こんなものより鰯や秋刀魚の方が安くて旨い
だろうという事は目に見えているのだが、
試さずにはいられないこの心。


『一頭二尾』
雑魚の一山の中に混じっていた金魚のような開き尾。
これも上手くすれば殖やせるかもしれないが既に息無し。
味はいたって普通。


『赤鱗甲魚』
近海底物。鱗や皮が硬くて苦労した。
肉は淡白な白身でなかなか美味しかったのだが
あまり食べる所が無い。味噌汁のダシにする。


『海老頭』
なんだか半端な生き物だが、まあどちらに
転んでも食えるだろうと言う事で購入した。
肉は水っぽく味なし。食べられない事もないが
すすんで買い求めようとは思わない一品。


『大口』
底物。

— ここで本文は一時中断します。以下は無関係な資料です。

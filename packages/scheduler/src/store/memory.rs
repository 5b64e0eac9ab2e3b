use std::collections::BTreeMap;

use parking_lot::RwLock;

use super::{
    Category, CategoryId, CategoryStore, Item, ItemId, ItemStore, NewItem, NewReview, Review,
    ReviewId, ReviewStore, SettingsStore, StoreError,
};

#[derive(Default)]
struct Inner {
    items: BTreeMap<ItemId, Item>,
    categories: BTreeMap<CategoryId, Category>,
    reviews: Vec<Review>,
    next_item_id: i64,
    next_category_id: i64,
    next_review_id: i64,
    desired_retention: Option<f64>,
}

/// In-process store backed by `parking_lot` locks
#[derive(Default)]
pub struct MemoryStore {
    inner: RwLock<Inner>,
}

impl MemoryStore {
    pub fn new() -> Self {
        Self::default()
    }

    pub fn insert_item(&self, new: NewItem) -> Item {
        let mut inner = self.inner.write();
        inner.next_item_id += 1;
        let item = Item {
            id: ItemId(inner.next_item_id),
            title: new.title,
            source: new.source,
            category_id: new.category_id,
            notes: new.notes,
            created_at: new.created_at,
            is_archived: false,
        };
        inner.items.insert(item.id, item.clone());
        item
    }

    pub fn set_archived(&self, id: ItemId, archived: bool) -> Result<(), StoreError> {
        let mut inner = self.inner.write();
        let item = inner
            .items
            .get_mut(&id)
            .ok_or_else(|| StoreError::NotFound(format!("item {id}")))?;
        item.is_archived = archived;
        Ok(())
    }

    /// Creates a category; the id on `category` is replaced
    pub fn insert_category(&self, category: Category) -> Category {
        let mut inner = self.inner.write();
        inner.next_category_id += 1;
        let category = Category {
            id: CategoryId(inner.next_category_id),
            ..category
        };
        inner.categories.insert(category.id, category.clone());
        category
    }

    pub fn update_category(&self, category: Category) -> Result<(), StoreError> {
        let mut inner = self.inner.write();
        match inner.categories.get_mut(&category.id) {
            Some(existing) => {
                *existing = category;
                Ok(())
            }
            None => Err(StoreError::NotFound(format!("category {}", category.id))),
        }
    }

    pub fn set_desired_retention(&self, value: Option<f64>) {
        self.inner.write().desired_retention = value;
    }

    /// Review history of one item, newest first
    pub fn reviews_for_item(&self, item_id: ItemId) -> Vec<Review> {
        let inner = self.inner.read();
        let mut reviews: Vec<Review> = inner
            .reviews
            .iter()
            .filter(|r| r.item_id == item_id)
            .cloned()
            .collect();
        reviews.sort_by(|a, b| (b.reviewed_at, b.id).cmp(&(a.reviewed_at, a.id)));
        reviews
    }
}

impl ItemStore for MemoryStore {
    fn item(&self, id: ItemId) -> Result<Option<Item>, StoreError> {
        Ok(self.inner.read().items.get(&id).cloned())
    }

    fn active_items(&self) -> Result<Vec<Item>, StoreError> {
        Ok(self
            .inner
            .read()
            .items
            .values()
            .filter(|item| !item.is_archived)
            .cloned()
            .collect())
    }
}

impl ReviewStore for MemoryStore {
    fn latest_review(&self, item_id: ItemId) -> Result<Option<Review>, StoreError> {
        Ok(self
            .inner
            .read()
            .reviews
            .iter()
            .filter(|r| r.item_id == item_id)
            .max_by_key(|r| (r.reviewed_at, r.id))
            .cloned())
    }

    fn insert_review(&self, review: NewReview) -> Result<Review, StoreError> {
        let mut inner = self.inner.write();
        inner.next_review_id += 1;
        let stored = Review {
            id: ReviewId(inner.next_review_id),
            item_id: review.item_id,
            rating: review.rating,
            notes: review.notes,
            reviewed_at: review.reviewed_at,
            stability_after: review.stability_after,
            difficulty_after: review.difficulty_after,
        };
        inner.reviews.push(stored.clone());
        Ok(stored)
    }
}

impl CategoryStore for MemoryStore {
    fn category(&self, id: CategoryId) -> Result<Option<Category>, StoreError> {
        Ok(self.inner.read().categories.get(&id).cloned())
    }

    fn categories(&self) -> Result<Vec<Category>, StoreError> {
        Ok(self.inner.read().categories.values().cloned().collect())
    }
}

impl SettingsStore for MemoryStore {
    fn desired_retention(&self) -> Option<f64> {
        self.inner.read().desired_retention
    }
}
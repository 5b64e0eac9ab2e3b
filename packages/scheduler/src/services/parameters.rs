//! Parameter and retention resolution: category override, then global default.
//!
//! The two lookups are independent. A category may carry only a retention,
//! only a weight set, both, or neither.

use dory_algo::{ParameterSet, DEFAULT_DESIRED_RETENTION};

use crate::store::{Category, CategoryId, CategoryStore, SettingsStore, StoreError};

/// Effective scheduling inputs for one item
#[derive(Debug, Clone, Copy, PartialEq)]
pub struct ResolvedParameters {
    pub params: ParameterSet,
    pub retention: f64,
}

/// Lenient override decoding: anything that does not yield a valid
/// [`ParameterSet`] counts as "no override".
pub fn category_parameters(category: &Category) -> Option<ParameterSet> {
    let raw = category.parameters_json.as_deref()?;
    match ParameterSet::from_json(raw) {
        Ok(params) => Some(params),
        Err(err) => {
            tracing::warn!(
                category_id = %category.id,
                error = %err,
                "category override unusable, using defaults"
            );
            None
        }
    }
}

pub fn parameters_for(category: Option<&Category>) -> ParameterSet {
    category
        .and_then(category_parameters)
        .unwrap_or_default()
}

pub fn retention_for(category: Option<&Category>, global: Option<f64>) -> f64 {
    category
        .and_then(|c| c.desired_retention)
        .or(global)
        .unwrap_or(DEFAULT_DESIRED_RETENTION)
}

pub fn resolve_for(category: Option<&Category>, global: Option<f64>) -> ResolvedParameters {
    ResolvedParameters {
        params: parameters_for(category),
        retention: retention_for(category, global),
    }
}

pub struct ParameterResolver<'a, C: ?Sized, S: ?Sized> {
    categories: &'a C,
    settings: &'a S,
}

impl<'a, C, S> ParameterResolver<'a, C, S>
where
    C: CategoryStore + ?Sized,
    S: SettingsStore + ?Sized,
{
    pub fn new(categories: &'a C, settings: &'a S) -> Self {
        Self {
            categories,
            settings,
        }
    }

    pub fn resolve_parameters(
        &self,
        category_id: Option<CategoryId>,
    ) -> Result<ParameterSet, StoreError> {
        let category = self.load(category_id)?;
        Ok(parameters_for(category.as_ref()))
    }

    pub fn resolve_retention(&self, category_id: Option<CategoryId>) -> Result<f64, StoreError> {
        let category = self.load(category_id)?;
        Ok(retention_for(
            category.as_ref(),
            self.settings.desired_retention(),
        ))
    }

    /// Both resolutions from a single category read
    pub fn resolve(&self, category_id: Option<CategoryId>) -> Result<ResolvedParameters, StoreError> {
        let category = self.load(category_id)?;
        Ok(resolve_for(
            category.as_ref(),
            self.settings.desired_retention(),
        ))
    }

    fn load(&self, category_id: Option<CategoryId>) -> Result<Option<Category>, StoreError> {
        let Some(id) = category_id else {
            return Ok(None);
        };
        let category = self.categories.category(id)?;
        if category.is_none() {
            tracing::debug!(category_id = %id, "category missing, using global defaults");
        }
        Ok(category)
    }
}
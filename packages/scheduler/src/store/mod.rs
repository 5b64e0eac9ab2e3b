//! Collaborator seam for persistence and settings.
//!
//! The scheduling services only read items, categories, the latest review of
//! an item and the global retention, and append new reviews. Anything that
//! implements these traits can back them; [`MemoryStore`] is the in-process
//! implementation.

mod memory;

use std::fmt;

use chrono::{DateTime, Utc};
use serde::{Deserialize, Serialize};

use dory_algo::{ParameterSet, Rating};

use crate::config::Config;

pub use memory::MemoryStore;

macro_rules! id_type {
    ($name:ident) => {
        #[derive(
            Debug, Clone, Copy, PartialEq, Eq, Hash, PartialOrd, Ord, Serialize, Deserialize,
        )]
        #[serde(transparent)]
        pub struct $name(pub i64);

        impl fmt::Display for $name {
            fn fmt(&self, f: &mut fmt::Formatter<'_>) -> fmt::Result {
                write!(f, "{}", self.0)
            }
        }
    };
}

id_type!(ItemId);
id_type!(CategoryId);
id_type!(ReviewId);

#[derive(Debug, Clone, PartialEq, Serialize, Deserialize)]
#[serde(rename_all = "camelCase")]
pub struct Item {
    pub id: ItemId,
    pub title: String,
    pub source: String,
    pub category_id: Option<CategoryId>,
    pub notes: Option<String>,
    pub created_at: DateTime<Utc>,
    pub is_archived: bool,
}

#[derive(Debug, Clone, PartialEq)]
pub struct NewItem {
    pub title: String,
    pub source: String,
    pub category_id: Option<CategoryId>,
    pub notes: Option<String>,
    pub created_at: DateTime<Utc>,
}

impl NewItem {
    pub fn new(title: impl Into<String>, created_at: DateTime<Utc>) -> Self {
        Self {
            title: title.into(),
            source: String::new(),
            category_id: None,
            notes: None,
            created_at,
        }
    }

    pub fn in_category(mut self, category_id: CategoryId) -> Self {
        self.category_id = Some(category_id);
        self
    }
}

#[derive(Debug, Clone, PartialEq, Serialize, Deserialize)]
#[serde(rename_all = "camelCase")]
pub struct Category {
    pub id: CategoryId,
    pub name: String,
    /// Retention override, independent of `parameters_json`
    pub desired_retention: Option<f64>,
    /// Serialized `{ "w": [...], "desiredRetention": .. }` override, decoded leniently
    pub parameters_json: Option<String>,
}

impl Category {
    pub fn new(id: CategoryId, name: impl Into<String>) -> Self {
        Self {
            id,
            name: name.into(),
            desired_retention: None,
            parameters_json: None,
        }
    }

    pub fn with_retention(mut self, desired_retention: f64) -> Self {
        self.desired_retention = Some(desired_retention);
        self
    }

    pub fn with_parameters(mut self, params: &ParameterSet) -> Self {
        self.parameters_json = Some(params.to_json());
        self
    }
}

/// Persisted outcome of one review
#[derive(Debug, Clone, PartialEq, Serialize, Deserialize)]
#[serde(rename_all = "camelCase")]
pub struct Review {
    pub id: ReviewId,
    pub item_id: ItemId,
    pub rating: Rating,
    pub notes: Option<String>,
    pub reviewed_at: DateTime<Utc>,
    pub stability_after: f64,
    pub difficulty_after: f64,
}

#[derive(Debug, Clone, PartialEq)]
pub struct NewReview {
    pub item_id: ItemId,
    pub rating: Rating,
    pub notes: Option<String>,
    pub reviewed_at: DateTime<Utc>,
    pub stability_after: f64,
    pub difficulty_after: f64,
}

#[derive(Debug, thiserror::Error)]
pub enum StoreError {
    #[error("not found: {0}")]
    NotFound(String),
    #[error("store backend error: {0}")]
    Backend(String),
}

pub trait ItemStore: Send + Sync {
    fn item(&self, id: ItemId) -> Result<Option<Item>, StoreError>;

    /// Non-archived items
    fn active_items(&self) -> Result<Vec<Item>, StoreError>;
}

pub trait ReviewStore: Send + Sync {
    fn latest_review(&self, item_id: ItemId) -> Result<Option<Review>, StoreError>;

    fn insert_review(&self, review: NewReview) -> Result<Review, StoreError>;
}

pub trait CategoryStore: Send + Sync {
    fn category(&self, id: CategoryId) -> Result<Option<Category>, StoreError>;

    fn categories(&self) -> Result<Vec<Category>, StoreError>;
}

pub trait SettingsStore: Send + Sync {
    /// Process-wide retention, `None` when unset
    fn desired_retention(&self) -> Option<f64>;
}

impl SettingsStore for Config {
    fn desired_retention(&self) -> Option<f64> {
        Some(self.desired_retention)
    }
}

/// Everything the review workflow and dashboard need
pub trait Store: ItemStore + ReviewStore + CategoryStore + SettingsStore {}

impl<T> Store for T where T: ItemStore + ReviewStore + CategoryStore + SettingsStore + ?Sized {}
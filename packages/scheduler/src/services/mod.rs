pub mod parameters;
pub mod review;
pub mod urgency;

pub use parameters::{ParameterResolver, ResolvedParameters};
pub use review::{ReviewError, ReviewService};
pub use urgency::{classify, dashboard_items, due_items, DashboardItem, DueSummary, ReviewUrgency};
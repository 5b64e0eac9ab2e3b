use std::path::PathBuf;

use dory_algo::{DEFAULT_DESIRED_RETENTION, MAX_RETENTION, MIN_RETENTION};

#[derive(Debug, Clone)]
pub struct Config {
    pub log_level: String,
    pub desired_retention: f64,
    pub file_logs: bool,
    pub log_dir: PathBuf,
}

impl Config {
    /// Reads `.env` (if present) before the process environment.
    pub fn load() -> Self {
        let _ = dotenvy::dotenv();
        Self::from_env()
    }

    pub fn from_env() -> Self {
        Self::from_lookup(|key| std::env::var(key).ok())
    }

    pub fn from_lookup<F>(lookup: F) -> Self
    where
        F: Fn(&str) -> Option<String>,
    {
        let log_level = lookup("RUST_LOG").unwrap_or_else(|| "info".to_string());

        let desired_retention = match lookup("DORY_DESIRED_RETENTION") {
            None => DEFAULT_DESIRED_RETENTION,
            Some(raw) => match raw.trim().parse::<f64>() {
                Ok(value) if (MIN_RETENTION..=MAX_RETENTION).contains(&value) => value,
                _ => {
                    tracing::warn!(
                        value = %raw,
                        "DORY_DESIRED_RETENTION invalid, using default"
                    );
                    DEFAULT_DESIRED_RETENTION
                }
            },
        };

        let file_logs = lookup("ENABLE_FILE_LOGS")
            .map(|v| v == "true" || v == "1")
            .unwrap_or(false);

        let log_dir = lookup("LOG_DIR")
            .map(PathBuf::from)
            .unwrap_or_else(|| PathBuf::from("./logs"));

        Self {
            log_level,
            desired_retention,
            file_logs,
            log_dir,
        }
    }
}

impl Default for Config {
    fn default() -> Self {
        Self::from_lookup(|_| None)
    }
}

気味の悪い見てくれでも鮟鱇のように美味な
ものもいるが、これに関してはまったく良い所なし。
臭い油まみれの肉で箸すすまず、結局は家の猫に
やったが猫も食べず。焼いた煙で部屋が臭い。


『海坊主』
セリ屋いわく。おそらく海豹の類だと思われる。
一応売り物であったのだが、市で見つけた時点で既に
ひどい腐臭を放っており購入見送り。おそらく買っても
食えたものではなかったであろう。


『棘の多いフカ』
腹を見せて吊るされている所を見てひどく惹かれて
しまい買ったが、表に返せばまあ地味な魚。
普通は棘だらけの尻尾を切ってから客に渡すらしいが、
面白いのでそのまま貰った。魔除けに効くだろう。
少々古かったせいもあっていまいち不味。